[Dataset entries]
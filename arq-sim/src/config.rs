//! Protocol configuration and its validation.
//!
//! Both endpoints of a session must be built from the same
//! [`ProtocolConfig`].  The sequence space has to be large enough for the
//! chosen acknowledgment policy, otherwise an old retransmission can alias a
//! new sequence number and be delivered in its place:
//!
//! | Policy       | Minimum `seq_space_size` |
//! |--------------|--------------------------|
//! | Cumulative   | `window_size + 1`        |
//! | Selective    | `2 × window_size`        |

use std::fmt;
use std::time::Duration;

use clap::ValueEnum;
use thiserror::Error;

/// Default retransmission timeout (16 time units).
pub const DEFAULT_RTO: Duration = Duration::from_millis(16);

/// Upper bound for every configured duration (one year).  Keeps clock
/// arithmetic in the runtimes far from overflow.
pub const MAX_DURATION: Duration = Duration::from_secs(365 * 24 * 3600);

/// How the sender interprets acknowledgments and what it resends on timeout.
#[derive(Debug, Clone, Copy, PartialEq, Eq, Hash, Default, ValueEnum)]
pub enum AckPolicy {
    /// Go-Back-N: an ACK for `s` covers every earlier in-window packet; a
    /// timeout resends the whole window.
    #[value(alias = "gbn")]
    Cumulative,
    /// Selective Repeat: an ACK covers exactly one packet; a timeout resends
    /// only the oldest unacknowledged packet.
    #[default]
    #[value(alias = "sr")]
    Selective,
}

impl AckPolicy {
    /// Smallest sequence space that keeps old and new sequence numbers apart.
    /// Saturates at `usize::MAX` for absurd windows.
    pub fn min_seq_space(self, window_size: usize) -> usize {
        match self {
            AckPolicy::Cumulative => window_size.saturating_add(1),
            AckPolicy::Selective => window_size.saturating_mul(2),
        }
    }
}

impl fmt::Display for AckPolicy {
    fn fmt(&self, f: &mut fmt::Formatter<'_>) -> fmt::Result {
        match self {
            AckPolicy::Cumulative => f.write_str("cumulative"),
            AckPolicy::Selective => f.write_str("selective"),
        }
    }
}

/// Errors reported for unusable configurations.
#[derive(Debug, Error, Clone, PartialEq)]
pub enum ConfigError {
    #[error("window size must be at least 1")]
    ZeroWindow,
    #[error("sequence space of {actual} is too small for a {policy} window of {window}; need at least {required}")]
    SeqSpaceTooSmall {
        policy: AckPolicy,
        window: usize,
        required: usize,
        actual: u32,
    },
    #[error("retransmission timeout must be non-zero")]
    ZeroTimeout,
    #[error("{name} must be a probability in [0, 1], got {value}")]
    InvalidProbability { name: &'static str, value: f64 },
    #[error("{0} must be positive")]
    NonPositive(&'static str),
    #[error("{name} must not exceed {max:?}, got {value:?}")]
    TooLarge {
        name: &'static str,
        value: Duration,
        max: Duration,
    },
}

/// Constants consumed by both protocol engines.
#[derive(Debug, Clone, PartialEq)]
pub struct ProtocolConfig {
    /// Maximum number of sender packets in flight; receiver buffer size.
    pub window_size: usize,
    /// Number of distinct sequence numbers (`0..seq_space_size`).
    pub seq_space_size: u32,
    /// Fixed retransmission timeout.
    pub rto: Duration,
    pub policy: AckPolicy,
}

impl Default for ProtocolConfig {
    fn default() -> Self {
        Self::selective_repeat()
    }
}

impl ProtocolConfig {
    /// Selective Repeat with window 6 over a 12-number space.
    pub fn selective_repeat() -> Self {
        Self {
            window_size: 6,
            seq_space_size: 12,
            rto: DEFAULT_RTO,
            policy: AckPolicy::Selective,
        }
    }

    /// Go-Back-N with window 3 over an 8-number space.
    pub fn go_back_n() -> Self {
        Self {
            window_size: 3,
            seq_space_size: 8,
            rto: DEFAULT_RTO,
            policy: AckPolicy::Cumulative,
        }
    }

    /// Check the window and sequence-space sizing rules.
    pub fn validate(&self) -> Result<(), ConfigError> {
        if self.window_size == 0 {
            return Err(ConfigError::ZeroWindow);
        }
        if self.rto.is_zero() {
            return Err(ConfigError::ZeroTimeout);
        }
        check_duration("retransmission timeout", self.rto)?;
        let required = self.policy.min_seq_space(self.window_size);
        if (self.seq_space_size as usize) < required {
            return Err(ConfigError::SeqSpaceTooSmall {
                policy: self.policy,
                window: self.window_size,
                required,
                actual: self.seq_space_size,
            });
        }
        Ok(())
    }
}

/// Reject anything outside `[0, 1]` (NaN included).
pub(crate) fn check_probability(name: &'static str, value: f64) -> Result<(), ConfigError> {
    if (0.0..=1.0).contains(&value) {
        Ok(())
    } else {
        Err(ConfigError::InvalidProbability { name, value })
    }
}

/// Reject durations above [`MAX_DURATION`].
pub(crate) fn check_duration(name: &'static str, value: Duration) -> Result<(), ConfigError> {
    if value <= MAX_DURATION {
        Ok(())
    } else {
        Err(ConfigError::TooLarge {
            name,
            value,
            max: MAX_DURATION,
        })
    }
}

*What to do*. This exercise calls for every record to be restated word for word.

*Problem solution*.
filename arq-sim/src/config.rs
//! Protocol configuration and its validation.
//!
//! Both endpoints of a session must be built from the same
//! [`ProtocolConfig`].  The sequence space has to be large enough for the
//! chosen acknowledgment policy, otherwise an old retransmission can alias a
//! new sequence number and be delivered in its place:
//!
//! | Policy       | Minimum `seq_space_size` |
//! |--------------|--------------------------|
//! | Cumulative   | `window_size + 1`        |
//! | Selective    | `2 × window_size`        |

use std::fmt;
use std::time::Duration;

use clap::ValueEnum;
use thiserror::Error;

/// Default retransmission timeout (16 time units).
pub const DEFAULT_RTO: Duration = Duration::from_millis(16);

/// Upper bound for every configured duration (one year).  Keeps clock
/// arithmetic in the runtimes far from overflow.
pub const MAX_DURATION: Duration = Duration::from_secs(365 * 24 * 3600);

/// How the sender interprets acknowledgments and what it resends on timeout.
#[derive(Debug, Clone, Copy, PartialEq, Eq, Hash, Default, ValueEnum)]
pub enum AckPolicy {
    /// Go-Back-N: an ACK for `s` covers every earlier in-window packet; a
    /// timeout resends the whole window.
    #[value(alias = "gbn")]
    Cumulative,
    /// Selective Repeat: an ACK covers exactly one packet; a timeout resends
    /// only the oldest unacknowledged packet.
    #[default]
    #[value(alias = "sr")]
    Selective,
}

impl AckPolicy {
    /// Smallest sequence space that keeps old and new sequence numbers apart.
    /// Saturates at `usize::MAX` for absurd windows.
    pub fn min_seq_space(self, window_size: usize) -> usize {
        match self {
            AckPolicy::Cumulative => window_size.saturating_add(1),
            AckPolicy::Selective => window_size.saturating_mul(2),
        }
    }
}

impl fmt::Display for AckPolicy {
    fn fmt(&self, f: &mut fmt::Formatter<'_>) -> fmt::Result {
        match self {
            AckPolicy::Cumulative => f.write_str("cumulative"),
            AckPolicy::Selective => f.write_str("selective"),
        }
    }
}

/// Errors reported for unusable configurations.
#[derive(Debug, Error, Clone, PartialEq)]
pub enum ConfigError {
    #[error("window size must be at least 1")]
    ZeroWindow,
    #[error("sequence space of {actual} is too small for a {policy} window of {window}; need at least {required}")]
    SeqSpaceTooSmall {
        policy: AckPolicy,
        window: usize,
        required: usize,
        actual: u32,
    },
    #[error("retransmission timeout must be non-zero")]
    ZeroTimeout,
    #[error("{name} must be a probability in [0, 1], got {value}")]
    InvalidProbability { name: &'static str, value: f64 },
    #[error("{0} must be positive")]
    NonPositive(&'static str),
    #[error("{name} must not exceed {max:?}, got {value:?}")]
    TooLarge {
        name: &'static str,
        value: Duration,
        max: Duration,
    },
}

/// Constants consumed by both protocol engines.
#[derive(Debug, Clone, PartialEq)]
pub struct ProtocolConfig {
    /// Maximum number of sender packets in flight; receiver buffer size.
    pub window_size: usize,
    /// Number of distinct sequence numbers (`0..seq_space_size`).
    pub seq_space_size: u32,
    /// Fixed retransmission timeout.
    pub rto: Duration,
    pub policy: AckPolicy,
}

impl Default for ProtocolConfig {
    fn default() -> Self {
        Self::selective_repeat()
    }
}

impl ProtocolConfig {
    /// Selective Repeat with window 6 over a 12-number space.
    pub fn selective_repeat() -> Self {
        Self {
            window_size: 6,
            seq_space_size: 12,
            rto: DEFAULT_RTO,
            policy: AckPolicy::Selective,
        }
    }

    /// Go-Back-N with window 3 over an 8-number space.
    pub fn go_back_n() -> Self {
        Self {
            window_size: 3,
            seq_space_size: 8,
            rto: DEFAULT_RTO,
            policy: AckPolicy::Cumulative,
        }
    }

    /// Check the window and sequence-space sizing rules.
    pub fn validate(&self) -> Result<(), ConfigError> {
        if self.window_size == 0 {
            return Err(ConfigError::ZeroWindow);
        }
        if self.rto.is_zero() {
            return Err(ConfigError::ZeroTimeout);
        }
        check_duration("retransmission timeout", self.rto)?;
        let required = self.policy.min_seq_space(self.window_size);
        if (self.seq_space_size as usize) < required {
            return Err(ConfigError::SeqSpaceTooSmall {
                policy: self.policy,
                window: self.window_size,
                required,
                actual: self.seq_space_size,
            });
        }
        Ok(())
    }
}

/// Reject anything outside `[0, 1]` (NaN included).
pub(crate) fn check_probability(name: &'static str, value: f64) -> Result<(), ConfigError> {
    if (0.0..=1.0).contains(&value) {
        Ok(())
    } else {
        Err(ConfigError::InvalidProbability { name, value })
    }
}

/// Reject durations above [`MAX_DURATION`].
pub(crate) fn check_duration(name: &'static str, value: Duration) -> Result<(), ConfigError> {
    if value <= MAX_DURATION {
        Ok(())
    } else {
        Err(ConfigError::TooLarge {
            name,
            value,
            max: MAX_DURATION,
        })
    }
}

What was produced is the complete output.